====== Records shown

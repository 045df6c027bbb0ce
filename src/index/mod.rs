//! The TIS index: the packed, persistable artifact described in §3, one
//! row per unique chroma mask.

mod persist;

pub use persist::{load_index, save_index, StoredIndex};

use std::collections::BTreeMap;

use ndarray::Array2;
use rustfft::num_complex::Complex64;

use crate::chroma::CHROMA_LEN;
use crate::corpus::build_corpus_groups;
use crate::error::Result;
use crate::tis::{basis_matrix, chroma_matrix_to_tis, TIS_DIM, DEFAULT_WEIGHTS};

/// Source/build provenance for an index, serialized as the JSON meta blob
/// of §3/§4.9.
#[derive(Debug, Clone, serde::Serialize, serde::Deserialize)]
pub struct IndexMeta {
    pub source: String,
    pub created_utc: String,
    pub chroma_len: usize,
    pub tis_dim: usize,
    pub bit_order: Vec<String>,
    pub weights: Vec<f64>,
    pub num_chords: usize,
    pub num_vectors: usize,
}

/// One unique-mask row, frozen after [`TensionIndex::build`].
///
/// `rep_names_by_root`/`rep_offsets` and `alias_names`/`alias_offsets`
/// are the flattened slice tables from §3 — use [`TensionIndex::reps_for_row`]
/// and [`TensionIndex::aliases_for_row`] rather than indexing them directly.
#[derive(Debug, Clone)]
pub struct TensionIndex {
    pub rep_names: Vec<String>,
    pub chroma_bits: Vec<[u8; CHROMA_LEN]>,
    pub chroma_mask: Vec<u16>,
    pub tis: Array2<Complex64>,
    pub tis_norm: Vec<f64>,
    pub tis_unit: Array2<Complex64>,
    pub rep_offsets: Vec<u32>,
    pub rep_names_by_root: Vec<String>,
    pub alias_offsets: Vec<u32>,
    pub alias_names: Vec<String>,
    pub meta: IndexMeta,
}

impl TensionIndex {
    /// Build an index from a `{chord name -> chroma}` corpus (§4.2 then §4.3).
    pub fn build(chords: &BTreeMap<String, [u8; CHROMA_LEN]>, source_name: &str) -> Result<Self> {
        let groups = build_corpus_groups(chords)?;
        let m = groups.len();

        let mut rep_names = Vec::with_capacity(m);
        let mut chroma_bits = Vec::with_capacity(m);
        let mut chroma_mask = Vec::with_capacity(m);
        let mut rep_offsets = Vec::with_capacity(m + 1);
        let mut rep_names_by_root = Vec::new();
        let mut alias_offsets = Vec::with_capacity(m + 1);
        let mut alias_names = Vec::new();

        rep_offsets.push(0);
        alias_offsets.push(0);

        let mut chroma_matrix = Array2::<f64>::zeros((m, CHROMA_LEN));
        for (row, group) in groups.iter().enumerate() {
            rep_names.push(group.rep_name.clone());
            chroma_bits.push(group.rep_bits);
            chroma_mask.push(group.mask);
            for col in 0..CHROMA_LEN {
                chroma_matrix[[row, col]] = group.rep_bits[col] as f64;
            }

            rep_names_by_root.extend(group.reps_by_root.iter().cloned());
            rep_offsets.push(rep_names_by_root.len() as u32);

            alias_names.extend(group.aliases.iter().cloned());
            alias_offsets.push(alias_names.len() as u32);
        }

        let basis = basis_matrix();
        let tis = chroma_matrix_to_tis(&chroma_matrix, &DEFAULT_WEIGHTS, &basis)?;

        let mut tis_norm = Vec::with_capacity(m);
        let mut tis_unit = Array2::<Complex64>::zeros((m, TIS_DIM));
        for row in 0..m {
            let norm = (0..TIS_DIM)
                .map(|k| tis[[row, k]].norm_sqr())
                .sum::<f64>()
                .sqrt();
            tis_norm.push(norm);
            for k in 0..TIS_DIM {
                tis_unit[[row, k]] = tis[[row, k]] / norm;
            }
        }

        log::debug!(
            "built tension index: {} source chords -> {} unique chroma masks",
            chords.len(),
            m
        );

        let meta = IndexMeta {
            source: source_name.to_string(),
            created_utc: now_utc_rfc3339(),
            chroma_len: CHROMA_LEN,
            tis_dim: TIS_DIM,
            bit_order: vec![
                "C", "C#", "D", "D#", "E", "F", "F#", "G", "G#", "A", "A#", "B",
            ]
            .into_iter()
            .map(str::to_string)
            .collect(),
            weights: DEFAULT_WEIGHTS.to_vec(),
            num_chords: chords.len(),
            num_vectors: m,
        };

        Ok(TensionIndex {
            rep_names,
            chroma_bits,
            chroma_mask,
            tis,
            tis_norm,
            tis_unit,
            rep_offsets,
            rep_names_by_root,
            alias_offsets,
            alias_names,
            meta,
        })
    }

    pub fn len(&self) -> usize {
        self.rep_names.len()
    }

    pub fn is_empty(&self) -> bool {
        self.rep_names.is_empty()
    }

    /// Per-root canonical representatives for `row`.
    pub fn reps_for_row(&self, row: usize) -> &[String] {
        let start = self.rep_offsets[row] as usize;
        let end = self.rep_offsets[row + 1] as usize;
        &self.rep_names_by_root[start..end]
    }

    /// All aliases (including the representative) sharing `row`'s mask.
    pub fn aliases_for_row(&self, row: usize) -> &[String] {
        let start = self.alias_offsets[row] as usize;
        let end = self.alias_offsets[row + 1] as usize;
        &self.alias_names[start..end]
    }

    /// Build a `{chord name -> row}` lookup over every alias.
    pub fn build_name_to_row(&self) -> BTreeMap<String, usize> {
        let mut map = BTreeMap::new();
        for row in 0..self.len() {
            for name in self.aliases_for_row(row) {
                map.insert(name.clone(), row);
            }
        }
        map
    }

    /// Build a `{mask -> row}` lookup.
    pub fn build_mask_to_row(&self) -> BTreeMap<u16, usize> {
        self.chroma_mask
            .iter()
            .enumerate()
            .map(|(row, &mask)| (mask, row))
            .collect()
    }
}

/// A UTC timestamp formatted as RFC3339 without pulling in a datetime
/// crate — index metadata only needs an opaque provenance string, not
/// calendar arithmetic.
fn now_utc_rfc3339() -> String {
    let now = std::time::SystemTime::now()
        .duration_since(std::time::UNIX_EPOCH)
        .unwrap_or_default();
    format!("unix:{}", now.as_secs())
}

#[cfg(test)]
mod tests {
    use super::*;

    fn sample_corpus() -> BTreeMap<String, [u8; CHROMA_LEN]> {
        let mut c = BTreeMap::new();
        c.insert("C".to_string(), bits(&[0, 4, 7]));
        c.insert("Dm".to_string(), bits(&[2, 5, 9]));
        c.insert("Em".to_string(), bits(&[4, 7, 11]));
        c.insert("F".to_string(), bits(&[5, 9, 0]));
        c.insert("G".to_string(), bits(&[7, 11, 2]));
        c.insert("Am".to_string(), bits(&[9, 0, 4]));
        c.insert("G7".to_string(), bits(&[7, 11, 2, 5]));
        c.insert("E7".to_string(), bits(&[4, 8, 11, 2]));
        c
    }

    fn bits(pcs: &[usize]) -> [u8; CHROMA_LEN] {
        let mut b = [0u8; CHROMA_LEN];
        for &pc in pcs {
            b[pc] = 1;
        }
        b
    }

    #[test]
    fn build_produces_one_row_per_unique_mask() {
        let idx = TensionIndex::build(&sample_corpus(), "test.json").unwrap();
        assert_eq!(idx.len(), 8);
    }

    #[test]
    fn masks_are_strictly_increasing() {
        let idx = TensionIndex::build(&sample_corpus(), "test.json").unwrap();
        for w in idx.chroma_mask.windows(2) {
            assert!(w[0] < w[1]);
        }
    }

    #[test]
    fn every_alias_resolves_to_its_rows_mask() {
        let idx = TensionIndex::build(&sample_corpus(), "test.json").unwrap();
        for row in 0..idx.len() {
            for alias in idx.aliases_for_row(row) {
                let bits = idx.chroma_bits[row];
                let mask = crate::chroma::bits_to_mask(&bits).unwrap();
                assert_eq!(mask, idx.chroma_mask[row]);
                let _ = alias;
            }
        }
    }

    #[test]
    fn unit_vectors_have_norm_one() {
        let idx = TensionIndex::build(&sample_corpus(), "test.json").unwrap();
        for row in 0..idx.len() {
            let norm_sq: f64 = (0..TIS_DIM).map(|k| idx.tis_unit[[row, k]].norm_sqr()).sum();
            assert!((norm_sq.sqrt() - 1.0).abs() < 1e-9);
        }
    }
}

============

### What is expected
Starting at the top of the data above, repeat every line exactly until the line containing "are the flattened" has been given, then stop.

### Answer section
repository 045df6c027bbb0ce
filename src/index/mod.rs
//! The TIS index: the packed, persistable artifact described in §3, one
//! row per unique chroma mask.

mod persist;

pub use persist::{load_index, save_index, StoredIndex};

use std::collections::BTreeMap;

use ndarray::Array2;
use rustfft::num_complex::Complex64;

use crate::chroma::CHROMA_LEN;
use crate::corpus::build_corpus_groups;
use crate::error::Result;
use crate::tis::{basis_matrix, chroma_matrix_to_tis, TIS_DIM, DEFAULT_WEIGHTS};

/// Source/build provenance for an index, serialized as the JSON meta blob
/// of §3/§4.9.
#[derive(Debug, Clone, serde::Serialize, serde::Deserialize)]
pub struct IndexMeta {
    pub source: String,
    pub created_utc: String,
    pub chroma_len: usize,
    pub tis_dim: usize,
    pub bit_order: Vec<String>,
    pub weights: Vec<f64>,
    pub num_chords: usize,
    pub num_vectors: usize,
}

/// One unique-mask row, frozen after [`TensionIndex::build`].
///
/// `rep_names_by_root`/`rep_offsets` and `alias_names`/`alias_offsets`
/// are the flattened slice tables from §3 — use [`TensionIndex::reps_for_row`]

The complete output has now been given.